A customer recently purchased a volume license for Microsoft Outlook 2010, and though it's possible to configure the product key and activation in advance with various deployment toolkits, we didn't know this and are now faced with having to activate each version separately at each desktop.
Entering the product key is tedious but at least straightforward, but by default Office 2010 only allows an administrative user to activate the product - a limited user cannot. This seems unfriendly, but I suppose makes sense as it allows the network's administrator to decide on administrative-y policies like this.
It's possible to do a right-click + Run As Administrator to launch the product and activate that way, but this operates in the Admin's profile (rather than the user's) and forces a bunch of additional setup just to allow activation. This is unfriendly.
Even better is to deploy a registry setting that changes this default, and it's documented in this Microsoft KB article. We wanted to deploy the required registry key and value via Group Policy, and this required creating a .ADM file that contained the details.
Note: This is probably something found in the Office 2010 administrative templates, but we didn't really look for this until after I created this ADM file, and the learning value of having created the template seemed useful enough to document.
These procedures were tested with XP/SP3 desktops and an SBS2003 server; I imagine it will work fine with anything newer than this.
Creating the GP template
Start by creating a simple file C:\bin\officeactivation.adm (you can put it where you like, named anything you want), containing:
; Enable limited users to activate Office 2010 [steve@unixwiz.net 2012/02/09]
CLASS MACHINE
CATEGORY "Office Activation"
POLICY "Limited User can activate"
EXPLAIN !!ModeHelp
KEYNAME Software\Microsoft\OfficeSoftwareProtectionPlatform
PART !!Mode_Configure DROPDOWNLIST REQUIRED
VALUENAME UserOperations
ITEMLIST
NAME !!Disabled VALUE NUMERIC 0 DEFAULT
NAME !!Enabled VALUE NUMERIC 1
END ITEMLIST
END PART
END POLICY
END CATEGORY
[strings]
Enabled="Enabled (Limited user can activate)"
Disabled="Disabled (Only admin can activate)"
Mode_Configure="Set limited user activation mode:"
ModeHelp="This configures whether a limited user is permitted to activate Office products"
With this file saved, open the Group Policy Management Editor and create a new GPO. I called it "MyCompany Office Policy"; I always include the name of the company in any new GP objects so they appear as obviously not from Microsoft, and I tend to make lots of little special purpose GPOs rather than put them in a single monolithic object.

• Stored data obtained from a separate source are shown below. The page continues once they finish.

//! Natural-language analytics over inventory and sales backends.
//!
//! Stocktalk turns a free-text business question ("show me all dairy
//! products from Fresh Dairy Co. under 30 units in stock") into one backend
//! tool call and a presentation-ready answer. The pipeline:
//!
//! 1. **Search** — find candidate tools for the question (cached).
//! 2. **Resolve** — ask the model backend for intent; parse its reply
//!    through tiered fallbacks (native call, text grammar, keyword scrape).
//!    Schema/capability questions are answered locally without the model.
//! 3. **Extract** — pull thresholds, suppliers, categories, and date ranges
//!    from the question deterministically, in English, French, and Dutch.
//! 4. **Select & invoke** — pick exactly one tool, merge model arguments
//!    over extracted ones, call the tool over HTTP, normalize the envelope.
//! 5. **Format** — classify the result into text, table, or document, and
//!    choose a chart from data shape plus query phrasing.
//!
//! # Modules
//!
//! - [`config`] — Configuration from TOML files and environment variables,
//!   published to subscribers through a watch channel
//! - [`backend`] — HTTP client traits and the reqwest implementation
//! - [`cache`] — TTL cache with FIFO eviction and canonical cache keys
//! - [`extract`] — Deterministic multilingual parameter extraction
//! - [`intent`] — Model-backed intent resolution and tiered reply parsing
//! - [`pipeline`] — Orchestration: selection, invocation, the full answer path
//! - [`format`] — Response classification, shape analysis, chart selection

pub mod backend;
pub mod cache;
pub mod cli;
pub mod config;
pub mod extract;
pub mod format;
pub mod intent;
pub mod pipeline;
pub mod server;
pub mod text;
pub mod types;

- Edit the newly-created GPO
- Navigate to Computer Configuration
- Right-click on Administrative Templates and select Add/Remove Templates... from the context menu
- Click Add and navigate to the location of the officeactivate.adm file you created
- Close the dialog once it's added
- Tell the Group Policy Object Editor that it should allow access to custom policies:
- Right-click on Administrative Templates again and select View » Filtering....
- UNCHECK the [_] Only show policy settings that can be fully managed
- Doubleclick "Limited user can activate" and set whatever value you like
- Save the the policy
Making it so
Once you've entered this into group policy, you can either wait a few hours to allow GP to update itself, or you can go to each workstation indepdently. At the command line, you can run GPUPDATE to get this setting to update immediately (no /FORCE option should be necessary), and the ability for a user to activate takes effect as soon as the registry updates: no logout or reboot has been required.